Булгаков вполне отдавал себе отчет в нетривиальности своего замысла. Сообщая П. С. Попову, другу и добровольному биографу, о намерении перевести действие своей инсценировки в Рим, он добавлял: «не делайте больших глаз!» Из плана Рим был исключен немедленно театром, заказавшим инсценировку: «И Рима моего мне безумно жаль!» То же случилось со сценарием для кино: «Но – боже! – до чего мне жаль Рима!» – даже от ближайшего, понимающего друга он ожидал удивленных «больших глаз». Никогда не видавший Рима, Булгаков с нескрывае-мой, какой-то особой интимной нежностью называет его «мой Рим». Сожаление об утрате Рима звучит как вопль или мольба: ведь это – «самое главное!»[217] Ему сладостно еще раз пропустить через воображение уже ликвидированный «силуэт на балконе». За всем этим стоит необыкновенная влюбленность художника в свой замысел – и только одна попытка объяснить его: если Гоголь видел Россию «из прекрасного далека», то и нам следует взглянуть на нее так же.
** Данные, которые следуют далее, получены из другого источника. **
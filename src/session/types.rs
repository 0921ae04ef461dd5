use serde::{Deserialize, Serialize};

use crate::types::{Handle, WalletAddress};

/// Wallet provider used for authentication.
#[derive(Debug, Clone, Copy, PartialEq, Eq, Hash, Serialize, Deserialize)]
#[serde(rename_all = "lowercase")]
pub enum ProviderId {
    MetaMask,
    WalletConnect,
}

impl ProviderId {
    #[must_use]
    pub fn as_str(self) -> &'static str {
        match self {
            Self::MetaMask => "metamask",
            Self::WalletConnect => "walletconnect",
        }
    }
}

impl std::fmt::Display for ProviderId {
    fn fmt(&self, f: &mut std::fmt::Formatter<'_>) -> std::fmt::Result {
        f.write_str(self.as_str())
    }
}

/// Authenticated principal as reported by the wallet SDK.
///
/// `linked_addresses` lists every address the SDK has linked to this
/// principal. `handles_pending_confirmation` is the pending-confirmation
/// marker: handles that matched the address but are not yet confirmed.
#[derive(Debug, Clone, PartialEq, Eq)]
#[non_exhaustive]
pub struct WalletIdentity {
    pub address: WalletAddress,
    pub handle: Option<Handle>,
    pub discord_handle: Option<String>,
    pub github_handle: Option<String>,
    pub email: Option<String>,
    pub linked_addresses: Vec<WalletAddress>,
    pub handles_pending_confirmation: Vec<Handle>,
}

impl WalletIdentity {
    #[must_use]
    pub fn new(address: WalletAddress) -> Self {
        Self {
            linked_addresses: vec![address.clone()],
            address,
            handle: None,
            discord_handle: None,
            github_handle: None,
            email: None,
            handles_pending_confirmation: Vec::new(),
        }
    }

    #[must_use]
    pub fn with_handle(mut self, handle: Handle) -> Self {
        self.handle = Some(handle);
        self
    }

    #[must_use]
    pub fn with_discord_handle(mut self, handle: impl Into<String>) -> Self {
        self.discord_handle = Some(handle.into());
        self
    }

    #[must_use]
    pub fn with_github_handle(mut self, handle: impl Into<String>) -> Self {
        self.github_handle = Some(handle.into());
        self
    }

    #[must_use]
    pub fn with_email(mut self, email: impl Into<String>) -> Self {
        self.email = Some(email.into());
        self
    }

    #[must_use]
    pub fn with_linked_addresses(mut self, addresses: Vec<WalletAddress>) -> Self {
        self.linked_addresses = addresses;
        self
    }

    #[must_use]
    pub fn with_handles_pending_confirmation(mut self, handles: Vec<Handle>) -> Self {
        self.handles_pending_confirmation = handles;
        self
    }

    /// Whether a handle match is waiting for the user to confirm it.
    #[must_use]
    pub fn awaiting_confirmation(&self) -> bool {
        !self.handles_pending_confirmation.is_empty()
    }
}

/// Result of [`connect_and_resolve`](super::SessionOrchestrator::connect_and_resolve).
#[derive(Debug, Clone, Copy, PartialEq, Eq)]
pub enum ConnectOutcome {
    /// Session committed.
    Connected,
    /// The user was sent to a recovery screen instead.
    Redirected(super::Route),
}
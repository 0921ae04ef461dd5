use std::sync::Arc;

use super::error::ResolveError;
use super::notify::Notification;
use super::orchestrator::SessionOrchestrator;
use super::traits::{ProfileDirectory, WalletAuth};
use crate::types::{Handle, WalletAddress};

/// The wallet switched to an address that isn't linked yet.
///
/// The user must either [`confirm`](Self::confirm) linking it to
/// `owner_handle` or [`decline`](Self::decline), which logs them out.
/// Dropping the request without answering leaves the session as it is.
pub struct PendingLinkRequest<W, D> {
    orchestrator: Arc<SessionOrchestrator<W, D>>,
    candidate_address: WalletAddress,
    owner_handle: Handle,
}

impl<W, D> std::fmt::Debug for PendingLinkRequest<W, D> {
    fn fmt(&self, f: &mut std::fmt::Formatter<'_>) -> std::fmt::Result {
        f.debug_struct("PendingLinkRequest")
            .field("candidate_address", &self.candidate_address)
            .field("owner_handle", &self.owner_handle)
            .finish_non_exhaustive()
    }
}

impl<W: WalletAuth, D: ProfileDirectory> PendingLinkRequest<W, D> {
    pub(super) fn new(
        orchestrator: Arc<SessionOrchestrator<W, D>>,
        candidate_address: WalletAddress,
        owner_handle: Handle,
    ) -> Self {
        Self {
            orchestrator,
            candidate_address,
            owner_handle,
        }
    }

    #[must_use]
    pub fn candidate_address(&self) -> &WalletAddress {
        &self.candidate_address
    }

    #[must_use]
    pub fn owner_handle(&self) -> &Handle {
        &self.owner_handle
    }

    /// Link the new address and refresh the session.
    ///
    /// # Errors
    ///
    /// Returns [`ResolveError::Unknown`] if the wallet refuses the link. The
    /// user is notified and logged out in that case.
    pub async fn confirm(self) -> Result<(), ResolveError> {
        let orchestrator = self.orchestrator;
        if let Err(e) = orchestrator.wallet.link(&self.candidate_address).await {
            tracing::error!(error = %e, address = %self.candidate_address, "Address link failed");
            orchestrator.notifier.notify(Notification::failed());
            orchestrator.logout().await;
            return Err(ResolveError::unknown(e));
        }

        tracing::info!(
            address = %self.candidate_address,
            handle = %self.owner_handle,
            "Address linked"
        );
        orchestrator
            .notifier
            .notify(Notification::address_linked(&self.candidate_address));
        orchestrator.restore_session().await;
        Ok(())
    }

    /// Refuse the new address; the user is logged out.
    pub async fn decline(self) {
        tracing::info!(address = %self.candidate_address, "Address link declined");
        self.orchestrator.logout().await;
    }
}

#[cfg(test)]
mod tests {
    use super::*;
    use crate::session::WalletIdentity;
    use crate::session::testing::*;
    use crate::types::{ProfileRecord, Session};

    fn alice() -> WalletIdentity {
        WalletIdentity::new(address(1)).with_handle(handle("alice"))
    }

    #[tokio::test]
    async fn confirm_links_and_restores() {
        let directory = FakeDirectory::default()
            .with_profile("alice", ProfileRecord::new().with_external_user_id("m1"));
        let (orch, notes, _) = setup(FakeWallet::with_identity(alice()), directory);
        let request = orch.on_account_changed(address(2)).await.unwrap();

        request.confirm().await.unwrap();

        assert_eq!(orch.wallet.linked(), vec![address(2)]);
        assert_eq!(notes.messages(), vec![Notification::address_linked(&address(2))]);
        assert!(orch.session().is_logged_in());
    }

    #[tokio::test]
    async fn failed_link_logs_out() {
        let wallet = FakeWallet::with_identity(alice()).failing_link();
        let (orch, notes, _) = setup(wallet, FakeDirectory::default());
        let request = orch.on_account_changed(address(2)).await.unwrap();

        assert!(matches!(request.confirm().await, Err(ResolveError::Unknown(_))));
        assert_eq!(notes.messages(), vec![Notification::failed()]);
        assert_eq!(orch.wallet.logout_count(), 1);
    }

    #[tokio::test]
    async fn decline_logs_out() {
        let (orch, _, _) = setup(FakeWallet::with_identity(alice()), FakeDirectory::default());
        let request = orch.on_account_changed(address(2)).await.unwrap();

        request.decline().await;

        assert!(orch.wallet.linked().is_empty());
        assert_eq!(orch.wallet.logout_count(), 1);
        assert_eq!(orch.session(), Session::empty());
    }
}
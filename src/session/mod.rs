//! Wallet login and session lifecycle.
//!
//! The host application supplies the wallet SDK and UI sinks by implementing
//! [`WalletAuth`], [`Notifier`] and [`Navigator`]. The profile directory is
//! usually the bundled HTTP [`BackendClient`](crate::BackendClient).
//!
//! # Quick Start
//!
//! ```rust,ignore
//! use warden_login::{BackendClient, BackendConfig, LoginTrigger, ProviderId, SessionOrchestrator};
//!
//! // 1. Implement WalletAuth, Notifier and Navigator for your app
//! // 2. Build the orchestrator
//! let directory = BackendClient::new(BackendConfig::from_env()?);
//! let orchestrator = SessionOrchestrator::new(wallet, directory, toasts, router);
//!
//! // 3. Restore on page load and listen for account switches
//! orchestrator.restore_session().await;
//! let mut link_requests = orchestrator.install_account_listener().expect("first install");
//!
//! // 4. Wire the login button
//! let trigger = LoginTrigger::new(orchestrator.clone());
//! trigger.trigger_login(ProviderId::MetaMask).await;
//! ```

mod error;
mod link;
mod login;
mod notify;
mod orchestrator;
mod traits;
mod types;

#[cfg(test)]
mod testing;

pub use error::ResolveError;
pub use link::PendingLinkRequest;
pub use login::{LoginOutcome, LoginTrigger};
pub use notify::{Navigator, Notification, Notifier, Route, Severity};
pub use orchestrator::SessionOrchestrator;
pub use traits::{BoxError, ProfileDirectory, WalletAuth};
pub use types::{ConnectOutcome, ProviderId, WalletIdentity};
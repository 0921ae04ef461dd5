use derive_more::{Display, Into};
use serde::{Deserialize, Serialize};

use crate::error::Error;

/// Platform handle of a registered warden.
///
/// Never empty: surrounding whitespace is trimmed and a blank string is rejected.
/// Use `"alice".parse::<Handle>()` or `Handle::try_from(string)` to create.
#[derive(Debug, Clone, PartialEq, Eq, Hash, Serialize, Deserialize, Display, Into)]
#[serde(try_from = "String", into = "String")]
pub struct Handle(String);

impl Handle {
    #[must_use]
    pub fn as_str(&self) -> &str {
        &self.0
    }
}

impl std::str::FromStr for Handle {
    type Err = Error;

    fn from_str(s: &str) -> Result<Self, Self::Err> {
        Self::try_from(s.to_owned())
    }
}

impl TryFrom<String> for Handle {
    type Error = Error;

    fn try_from(s: String) -> Result<Self, Self::Error> {
        let trimmed = s.trim();
        if trimmed.is_empty() {
            return Err(Error::InvalidHandle(s));
        }
        if trimmed.len() == s.len() {
            Ok(Self(s))
        } else {
            Ok(Self(trimmed.to_owned()))
        }
    }
}

/// Identifier of the wallet-auth account backing a warden profile.
///
/// Stored by the backend once the warden's wallet has been linked.
#[derive(Debug, Clone, PartialEq, Eq, Hash, Serialize, Deserialize, Display, Into)]
#[serde(try_from = "String", into = "String")]
pub struct ExternalUserId(String);

impl ExternalUserId {
    #[must_use]
    pub fn as_str(&self) -> &str {
        &self.0
    }
}

impl std::str::FromStr for ExternalUserId {
    type Err = Error;

    fn from_str(s: &str) -> Result<Self, Self::Err> {
        Self::try_from(s.to_owned())
    }
}

impl TryFrom<String> for ExternalUserId {
    type Error = Error;

    fn try_from(s: String) -> Result<Self, Self::Error> {
        if s.trim().is_empty() {
            Err(Error::InvalidUserId(s))
        } else {
            Ok(Self(s))
        }
    }
}

/// EVM wallet address (`0x` followed by 40 hex digits).
///
/// Normalized to lowercase so addresses compare equal regardless of checksum casing.
#[derive(Debug, Clone, PartialEq, Eq, Hash, Serialize, Deserialize, Display, Into)]
#[serde(try_from = "String", into = "String")]
pub struct WalletAddress(String);

impl WalletAddress {
    #[must_use]
    pub fn as_str(&self) -> &str {
        &self.0
    }
}

impl std::str::FromStr for WalletAddress {
    type Err = Error;

    fn from_str(s: &str) -> Result<Self, Self::Err> {
        Self::try_from(s.to_owned())
    }
}

impl TryFrom<String> for WalletAddress {
    type Error = Error;

    fn try_from(s: String) -> Result<Self, Self::Error> {
        let valid = s.len() == 42
            && (s.starts_with("0x") || s.starts_with("0X"))
            && s.bytes().skip(2).all(|b| b.is_ascii_hexdigit());
        if valid {
            Ok(Self(s.to_ascii_lowercase()))
        } else {
            Err(Error::InvalidAddress(s))
        }
    }
}

/// Profile record returned by the backend `get-user` endpoint.
#[derive(Debug, Clone, Default, PartialEq, Eq, Deserialize)]
#[non_exhaustive]
pub struct ProfileRecord {
    #[serde(default, rename = "moralisId")]
    pub external_user_id: Option<String>,
    #[serde(default)]
    pub image: Option<String>,
    #[serde(default)]
    pub link: Option<String>,
}

impl ProfileRecord {
    #[must_use]
    pub fn new() -> Self {
        Self::default()
    }

    #[must_use]
    pub fn with_external_user_id(mut self, id: impl Into<String>) -> Self {
        self.external_user_id = Some(id.into());
        self
    }

    #[must_use]
    pub fn with_image(mut self, image: impl Into<String>) -> Self {
        self.image = Some(image.into());
        self
    }

    #[must_use]
    pub fn with_link(mut self, link: impl Into<String>) -> Self {
        self.link = Some(link.into());
        self
    }

    /// The linked wallet-auth account, if the registration has one.
    ///
    /// A blank id is treated as missing.
    #[must_use]
    pub fn linked_user_id(&self) -> Option<ExternalUserId> {
        self.external_user_id
            .clone()
            .and_then(|id| ExternalUserId::try_from(id).ok())
    }
}

/// Member of a warden team, as returned by the backend `get-team` endpoint.
#[derive(Debug, Clone, PartialEq, Eq, Serialize, Deserialize)]
#[non_exhaustive]
pub struct TeamMember {
    #[serde(rename = "username")]
    pub handle: Handle,
    #[serde(default, skip_serializing_if = "Option::is_none")]
    pub address: Option<String>,
    #[serde(default, rename = "img", skip_serializing_if = "Option::is_none")]
    pub avatar_url: Option<String>,
}

impl TeamMember {
    #[must_use]
    pub fn new(handle: Handle) -> Self {
        Self {
            handle,
            address: None,
            avatar_url: None,
        }
    }

    #[must_use]
    pub fn with_address(mut self, address: impl Into<String>) -> Self {
        self.address = Some(address.into());
        self
    }

    #[must_use]
    pub fn with_avatar_url(mut self, url: impl Into<String>) -> Self {
        self.avatar_url = Some(url.into());
        self
    }
}

/// The authenticated warden, or the empty sentinel when nobody is logged in.
///
/// A logged-in session can only be built through [`Session::new`], which
/// requires both a handle and a linked user id. Sessions are replaced
/// wholesale; there are no setters on a live value.
///
/// Serializes with the backend's field names plus a derived `isLoggedIn` flag.
#[derive(Debug, Clone, Default, PartialEq, Eq)]
pub struct Session {
    handle: Option<Handle>,
    external_user_id: Option<ExternalUserId>,
    address: Option<WalletAddress>,
    discord_handle: Option<String>,
    github_handle: Option<String>,
    email: Option<String>,
    teams: Vec<TeamMember>,
    avatar_url: Option<String>,
    profile_link: Option<String>,
}

impl Session {
    /// Logged-in session for `handle`, backed by `external_user_id`.
    #[must_use]
    pub fn new(handle: Handle, external_user_id: ExternalUserId) -> Self {
        Self {
            handle: Some(handle),
            external_user_id: Some(external_user_id),
            ..Self::default()
        }
    }

    /// The unauthenticated sentinel.
    #[must_use]
    pub fn empty() -> Self {
        Self::default()
    }

    #[must_use]
    pub fn is_logged_in(&self) -> bool {
        self.handle.is_some() && self.external_user_id.is_some()
    }

    #[must_use]
    pub fn with_address(mut self, address: WalletAddress) -> Self {
        self.address = Some(address);
        self
    }

    #[must_use]
    pub fn with_discord_handle(mut self, handle: Option<String>) -> Self {
        self.discord_handle = handle;
        self
    }

    #[must_use]
    pub fn with_github_handle(mut self, handle: Option<String>) -> Self {
        self.github_handle = handle;
        self
    }

    #[must_use]
    pub fn with_email(mut self, email: Option<String>) -> Self {
        self.email = email;
        self
    }

    #[must_use]
    pub fn with_teams(mut self, teams: Vec<TeamMember>) -> Self {
        self.teams = teams;
        self
    }

    #[must_use]
    pub fn with_avatar_url(mut self, url: Option<String>) -> Self {
        self.avatar_url = url;
        self
    }

    #[must_use]
    pub fn with_profile_link(mut self, link: Option<String>) -> Self {
        self.profile_link = link;
        self
    }

    #[must_use]
    pub fn handle(&self) -> Option<&Handle> {
        self.handle.as_ref()
    }

    #[must_use]
    pub fn external_user_id(&self) -> Option<&ExternalUserId> {
        self.external_user_id.as_ref()
    }

    #[must_use]
    pub fn address(&self) -> Option<&WalletAddress> {
        self.address.as_ref()
    }

    #[must_use]
    pub fn discord_handle(&self) -> Option<&str> {
        self.discord_handle.as_deref()
    }

    #[must_use]
    pub fn github_handle(&self) -> Option<&str> {
        self.github_handle.as_deref()
    }

    #[must_use]
    pub fn email(&self) -> Option<&str> {
        self.email.as_deref()
    }

    #[must_use]
    pub fn teams(&self) -> &[TeamMember] {
        &self.teams
    }

    #[must_use]
    pub fn avatar_url(&self) -> Option<&str> {
        self.avatar_url.as_deref()
    }

    #[must_use]
    pub fn profile_link(&self) -> Option<&str> {
        self.profile_link.as_deref()
    }
}

#[derive(Serialize)]
#[serde(rename_all = "camelCase")]
struct SessionView<'a> {
    username: Option<&'a Handle>,
    moralis_id: Option<&'a ExternalUserId>,
    address: Option<&'a WalletAddress>,
    discord_handle: Option<&'a str>,
    github_handle: Option<&'a str>,
    email: Option<&'a str>,
    teams: &'a [TeamMember],
    img: Option<&'a str>,
    link: Option<&'a str>,
    is_logged_in: bool,
}

impl Serialize for Session {
    fn serialize<S: serde::Serializer>(&self, serializer: S) -> Result<S::Ok, S::Error> {
        SessionView {
            username: self.handle(),
            moralis_id: self.external_user_id(),
            address: self.address(),
            discord_handle: self.discord_handle(),
            github_handle: self.github_handle(),
            email: self.email(),
            teams: self.teams(),
            img: self.avatar_url(),
            link: self.profile_link(),
            is_logged_in: self.is_logged_in(),
        }
        .serialize(serializer)
    }
}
Соблазнил бы Булгакова взгляд «из прекрасного далека», если бы это «далеко» располагалось не в Риме, а, скажем, в Сорренто (дело вполне возможное – ведь мог бы болезненный Гоголь жить в курортной местности)? Очень сомнительно: провинциальный курорт в качестве точки зрения «из прекрасного далека» был бы отведен Булгаковым, скорей всего – просто не был бы замечен. Дело тут, надо полагать, не в «прекрасном далеке», а именно в Риме, и приведенный выше ряд булгаковских Городов недвусмысленно высказывается в пользу подобного истолкования. Этот ряд без Рима неполон, он подразумевает Рим, втягивает Рим в себя, более того – Римом осмысляется. Потому что это ряд не просто больших или великих, но прежде всего – Вечных городов, и как же ему обойтись без Вечного города Рима, без Города?
Киев, Москва, Иерусалим, Константинополь, Рим – непререкаемость этого ряда избавляет от необходимости что-либо доказывать и открывает глубокие слои булгаковского художественного мышления: ему свойственно помещать действие своих созданий в Вечный город. На этом фоне резко осмысляется провинциальный Батум, и только деревенские «Записки юного врача» выпадают из ряда (но они выпадают из булгаковской типологии и по другим признакам).
В польской легенде о пане Твардовском (и в балладе Мицкевича о нем же) этот славянский Фауст продает душу черту, о чем составляется договор, миг исполнения которого наступит, когда пан приедет в Рим. Ясное дело: где же еще исполняться столь великим договорам? Черт хитер, но и пан не прост: он старательно обминает все пути, ведущие в Рим, и продолжает пользоваться всеми благами, вытекающими из договора. Но черт все-таки подловил пана. Черт явился к должнику, когда пан Твардовский пировал в корчме под названием «Рим». (Булгаков, заметим в скобках, иронически переворачивает эту ситуацию: телеграмма Степы Лиходеева из Ялты прочитывается как отправленная из подмосковной чебуречной «Ялта».) Игра слов стоила пану жизни и души. Вечный город и носящий его имя придорожный трактир оказались равнозначными с точки зрения буквы договора.